▶ Stored items:
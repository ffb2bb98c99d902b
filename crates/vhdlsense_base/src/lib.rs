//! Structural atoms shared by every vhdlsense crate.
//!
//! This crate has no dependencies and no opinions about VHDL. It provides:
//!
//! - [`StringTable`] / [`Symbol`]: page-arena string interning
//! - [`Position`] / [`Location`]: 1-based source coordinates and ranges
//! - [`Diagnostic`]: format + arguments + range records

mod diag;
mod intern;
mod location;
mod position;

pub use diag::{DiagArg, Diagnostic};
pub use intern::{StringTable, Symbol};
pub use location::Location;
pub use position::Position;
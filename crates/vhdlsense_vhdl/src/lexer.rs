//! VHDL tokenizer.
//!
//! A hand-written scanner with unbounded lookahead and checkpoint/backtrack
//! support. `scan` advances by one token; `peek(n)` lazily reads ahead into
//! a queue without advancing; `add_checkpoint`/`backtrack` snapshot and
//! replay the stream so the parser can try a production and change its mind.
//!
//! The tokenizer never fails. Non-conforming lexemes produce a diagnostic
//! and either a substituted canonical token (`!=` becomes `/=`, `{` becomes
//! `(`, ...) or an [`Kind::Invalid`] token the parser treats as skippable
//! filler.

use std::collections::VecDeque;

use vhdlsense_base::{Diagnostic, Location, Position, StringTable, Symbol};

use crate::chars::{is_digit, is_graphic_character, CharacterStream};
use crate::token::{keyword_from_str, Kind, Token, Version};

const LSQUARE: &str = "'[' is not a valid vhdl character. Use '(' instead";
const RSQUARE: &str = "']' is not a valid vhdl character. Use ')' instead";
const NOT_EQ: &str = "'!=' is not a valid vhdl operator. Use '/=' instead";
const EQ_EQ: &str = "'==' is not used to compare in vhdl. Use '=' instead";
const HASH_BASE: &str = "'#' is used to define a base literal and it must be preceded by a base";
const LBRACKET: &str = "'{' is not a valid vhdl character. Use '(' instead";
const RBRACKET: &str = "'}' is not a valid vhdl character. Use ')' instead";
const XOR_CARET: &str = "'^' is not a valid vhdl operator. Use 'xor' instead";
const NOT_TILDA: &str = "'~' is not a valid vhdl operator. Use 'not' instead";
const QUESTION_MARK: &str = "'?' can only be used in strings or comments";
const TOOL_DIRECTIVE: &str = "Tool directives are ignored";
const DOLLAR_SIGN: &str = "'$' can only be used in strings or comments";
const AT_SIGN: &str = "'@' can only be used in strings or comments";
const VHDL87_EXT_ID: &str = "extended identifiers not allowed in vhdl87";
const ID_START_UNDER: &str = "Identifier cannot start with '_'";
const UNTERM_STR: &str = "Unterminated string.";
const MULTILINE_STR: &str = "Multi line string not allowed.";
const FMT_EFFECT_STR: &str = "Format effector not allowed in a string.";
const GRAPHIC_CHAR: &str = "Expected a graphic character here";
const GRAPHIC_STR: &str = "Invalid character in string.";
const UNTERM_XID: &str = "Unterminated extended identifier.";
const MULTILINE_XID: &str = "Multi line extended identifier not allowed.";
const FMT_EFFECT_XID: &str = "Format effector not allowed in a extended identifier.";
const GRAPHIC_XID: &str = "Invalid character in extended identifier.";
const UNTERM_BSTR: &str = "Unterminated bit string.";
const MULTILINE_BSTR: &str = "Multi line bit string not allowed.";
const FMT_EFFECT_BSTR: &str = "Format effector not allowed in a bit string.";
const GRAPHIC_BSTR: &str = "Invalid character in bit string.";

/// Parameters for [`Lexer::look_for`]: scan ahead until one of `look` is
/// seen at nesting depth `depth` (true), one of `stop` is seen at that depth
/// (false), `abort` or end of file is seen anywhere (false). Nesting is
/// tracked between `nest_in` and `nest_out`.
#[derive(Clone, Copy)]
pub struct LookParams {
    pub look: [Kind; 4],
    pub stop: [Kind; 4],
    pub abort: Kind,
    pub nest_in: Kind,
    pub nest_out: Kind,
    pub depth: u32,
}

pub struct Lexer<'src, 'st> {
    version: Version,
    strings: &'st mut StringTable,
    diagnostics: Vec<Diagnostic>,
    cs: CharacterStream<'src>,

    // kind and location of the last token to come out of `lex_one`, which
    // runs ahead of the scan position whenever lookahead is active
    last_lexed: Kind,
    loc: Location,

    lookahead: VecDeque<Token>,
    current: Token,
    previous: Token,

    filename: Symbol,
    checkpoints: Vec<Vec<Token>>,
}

▶ Task directions: Produce a verbatim transcription of the entries above.

▶ Exercise answer:
repository ffb2bb98c99d902b
filename crates/vhdlsense_base/src/lib.rs
//! Structural atoms shared by every vhdlsense crate.
//!
//! This crate has no dependencies and no opinions about VHDL. It provides:
//!
//! - [`StringTable`] / [`Symbol`]: page-arena string interning
//! - [`Position`] / [`Location`]: 1-based source coordinates and ranges
//! - [`Diagnostic`]: format + arguments + range records

mod diag;
mod intern;
mod location;
mod position;

pub use diag::{DiagArg, Diagnostic};
pub use intern::{StringTable, Symbol};
pub use location::Location;
pub use position::Position;
filename crates/vhdlsense_vhdl/src/lexer.rs
//! VHDL tokenizer.
//!
//! A hand-written scanner with unbounded lookahead and checkpoint/backtrack
//! support. `scan` advances by one token; `peek(n)` lazily reads ahead into
//! a queue without advancing; `add_checkpoint`/`backtrack` snapshot and
//! replay the stream so the parser can try a production and change its mind.
//!
//! The tokenizer never fails. Non-conforming lexemes produce a diagnostic
//! and either a substituted canonical token (`!=` becomes `/=`, `{` becomes
//! `(`, ...) or an [`Kind::Invalid`] token the parser treats as skippable
//! filler.

use std::collections::VecDeque;

use vhdlsense_base::{Diagnostic, Location, Position, StringTable, Symbol};

use crate::chars::{is_digit, is_graphic_character, CharacterStream};
use crate::token::{keyword_from_str, Kind, Token, Version};

const LSQUARE: &str = "'[' is not a valid vhdl character. Use '(' instead";
const RSQUARE: &str = "']' is not a valid vhdl character. Use ')' instead";
const NOT_EQ: &str = "'!=' is not a valid vhdl operator. Use '/=' instead";
const EQ_EQ: &str = "'==' is not used to compare in vhdl. Use '=' instead";
const HASH_BASE: &str = "'#' is used to define a base literal and it must be preceded by a base";
const LBRACKET: &str = "'{' is not a valid vhdl character. Use '(' instead";
const RBRACKET: &str = "'}' is not a valid vhdl character. Use ')' instead";
const XOR_CARET: &str = "'^' is not a valid vhdl operator. Use 'xor' instead";
const NOT_TILDA: &str = "'~' is not a valid vhdl operator. Use 'not' instead";
const QUESTION_MARK: &str = "'?' can only be used in strings or comments";
const TOOL_DIRECTIVE: &str = "Tool directives are ignored";
const DOLLAR_SIGN: &str = "'$' can only be used in strings or comments";
const AT_SIGN: &str = "'@' can only be used in strings or comments";
const VHDL87_EXT_ID: &str = "extended identifiers not allowed in vhdl87";
const ID_START_UNDER: &str = "Identifier cannot start with '_'";
const UNTERM_STR: &str = "Unterminated string.";
const MULTILINE_STR: &str = "Multi line string not allowed.";
const FMT_EFFECT_STR: &str = "Format effector not allowed in a string.";
const GRAPHIC_CHAR: &str = "Expected a graphic character here";
const GRAPHIC_STR: &str = "Invalid character in string.";
const UNTERM_XID: &str = "Unterminated extended identifier.";
const MULTILINE_XID: &str = "Multi line extended identifier not allowed.";
const FMT_EFFECT_XID: &str = "Format effector not allowed in a extended identifier.";
const GRAPHIC_XID: &str = "Invalid character in extended identifier.";
const UNTERM_BSTR: &str = "Unterminated bit string.";
const MULTILINE_BSTR: &str = "Multi line bit string not allowed.";
const FMT_EFFECT_BSTR: &str = "Format effector not allowed in a bit string.";
const GRAPHIC_BSTR: &str = "Invalid character in bit string.";

/// Parameters for [`Lexer::look_for`]: scan ahead until one of `look` is
/// seen at nesting depth `depth` (true), one of `stop` is seen at that depth
/// (false), `abort` or end of file is seen anywhere (false). Nesting is
/// tracked between `nest_in` and `nest_out`.
#[derive(Clone, Copy)]
pub struct LookParams {
    pub look: [Kind; 4],
    pub stop: [Kind; 4],
    pub abort: Kind,
    pub nest_in: Kind,
    pub nest_out: Kind,
    pub depth: u32,
}

pub struct Lexer<'src, 'st> {
    version: Version,
    strings: &'st mut StringTable,
    diagnostics: Vec<Diagnostic>,
    cs: CharacterStream<'src>,

    // kind and location of the last token to come out of `lex_one`, which
    // runs ahead of the scan position whenever lookahead is active
    last_lexed: Kind,
    loc: Location,

    lookahead: VecDeque<Token>,
    current: Token,
    previous: Token,

    filename: Symbol,
    checkpoints: Vec<Vec<Token>>,
}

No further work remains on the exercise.